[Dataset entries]
%%

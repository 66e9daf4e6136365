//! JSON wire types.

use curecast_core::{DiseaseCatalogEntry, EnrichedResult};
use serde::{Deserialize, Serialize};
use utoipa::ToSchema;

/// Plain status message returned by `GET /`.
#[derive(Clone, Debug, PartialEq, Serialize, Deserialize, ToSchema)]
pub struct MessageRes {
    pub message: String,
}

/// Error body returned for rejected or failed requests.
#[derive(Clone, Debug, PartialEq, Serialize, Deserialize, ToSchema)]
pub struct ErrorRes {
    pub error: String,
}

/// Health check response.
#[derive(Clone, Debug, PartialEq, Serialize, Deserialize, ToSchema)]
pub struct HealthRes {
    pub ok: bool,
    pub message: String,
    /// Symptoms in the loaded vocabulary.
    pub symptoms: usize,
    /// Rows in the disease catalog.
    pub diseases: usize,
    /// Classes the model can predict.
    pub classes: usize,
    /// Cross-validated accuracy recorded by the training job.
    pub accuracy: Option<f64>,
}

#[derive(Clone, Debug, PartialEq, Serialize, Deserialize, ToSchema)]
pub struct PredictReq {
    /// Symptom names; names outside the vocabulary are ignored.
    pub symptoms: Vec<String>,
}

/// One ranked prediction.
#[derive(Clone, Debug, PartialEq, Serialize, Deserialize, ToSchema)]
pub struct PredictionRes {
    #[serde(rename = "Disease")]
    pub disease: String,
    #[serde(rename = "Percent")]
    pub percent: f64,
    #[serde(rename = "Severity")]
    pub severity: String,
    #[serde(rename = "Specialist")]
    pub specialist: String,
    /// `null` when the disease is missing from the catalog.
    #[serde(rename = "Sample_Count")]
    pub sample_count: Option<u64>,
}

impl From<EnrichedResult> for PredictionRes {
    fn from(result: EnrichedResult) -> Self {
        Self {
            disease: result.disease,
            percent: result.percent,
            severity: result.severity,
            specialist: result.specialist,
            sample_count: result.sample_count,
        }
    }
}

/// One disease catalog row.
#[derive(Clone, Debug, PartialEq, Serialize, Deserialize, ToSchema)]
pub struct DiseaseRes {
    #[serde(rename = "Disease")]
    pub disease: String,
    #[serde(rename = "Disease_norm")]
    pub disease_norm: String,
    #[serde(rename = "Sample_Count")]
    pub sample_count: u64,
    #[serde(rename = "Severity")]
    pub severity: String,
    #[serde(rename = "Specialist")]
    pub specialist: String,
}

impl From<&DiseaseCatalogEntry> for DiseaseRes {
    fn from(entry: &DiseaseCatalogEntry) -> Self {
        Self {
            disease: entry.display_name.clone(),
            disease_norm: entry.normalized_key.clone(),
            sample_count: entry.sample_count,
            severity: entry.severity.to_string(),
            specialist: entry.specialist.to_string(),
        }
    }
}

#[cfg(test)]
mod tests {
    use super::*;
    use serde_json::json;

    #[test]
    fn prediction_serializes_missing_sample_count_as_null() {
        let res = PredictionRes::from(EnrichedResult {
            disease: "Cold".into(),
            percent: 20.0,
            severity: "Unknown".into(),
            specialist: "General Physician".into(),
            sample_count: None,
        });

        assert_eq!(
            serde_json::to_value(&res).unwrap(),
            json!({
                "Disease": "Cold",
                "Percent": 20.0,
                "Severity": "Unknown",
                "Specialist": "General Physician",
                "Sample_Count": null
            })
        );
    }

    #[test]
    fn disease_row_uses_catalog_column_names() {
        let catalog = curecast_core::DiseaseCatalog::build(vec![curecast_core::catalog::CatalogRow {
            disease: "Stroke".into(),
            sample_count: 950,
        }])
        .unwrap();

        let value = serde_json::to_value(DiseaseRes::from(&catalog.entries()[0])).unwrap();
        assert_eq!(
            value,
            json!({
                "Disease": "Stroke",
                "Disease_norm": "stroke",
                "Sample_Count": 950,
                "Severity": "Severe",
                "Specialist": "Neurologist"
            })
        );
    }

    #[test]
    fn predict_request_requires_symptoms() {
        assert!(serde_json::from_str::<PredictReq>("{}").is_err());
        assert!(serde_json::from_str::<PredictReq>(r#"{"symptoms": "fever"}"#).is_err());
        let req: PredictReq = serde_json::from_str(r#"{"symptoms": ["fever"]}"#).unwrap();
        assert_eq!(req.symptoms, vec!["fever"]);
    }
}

%%

All lines holding the word "Option" must be copied from the data.

    pub accuracy: Option<f64>,
    pub sample_count: Option<u64>,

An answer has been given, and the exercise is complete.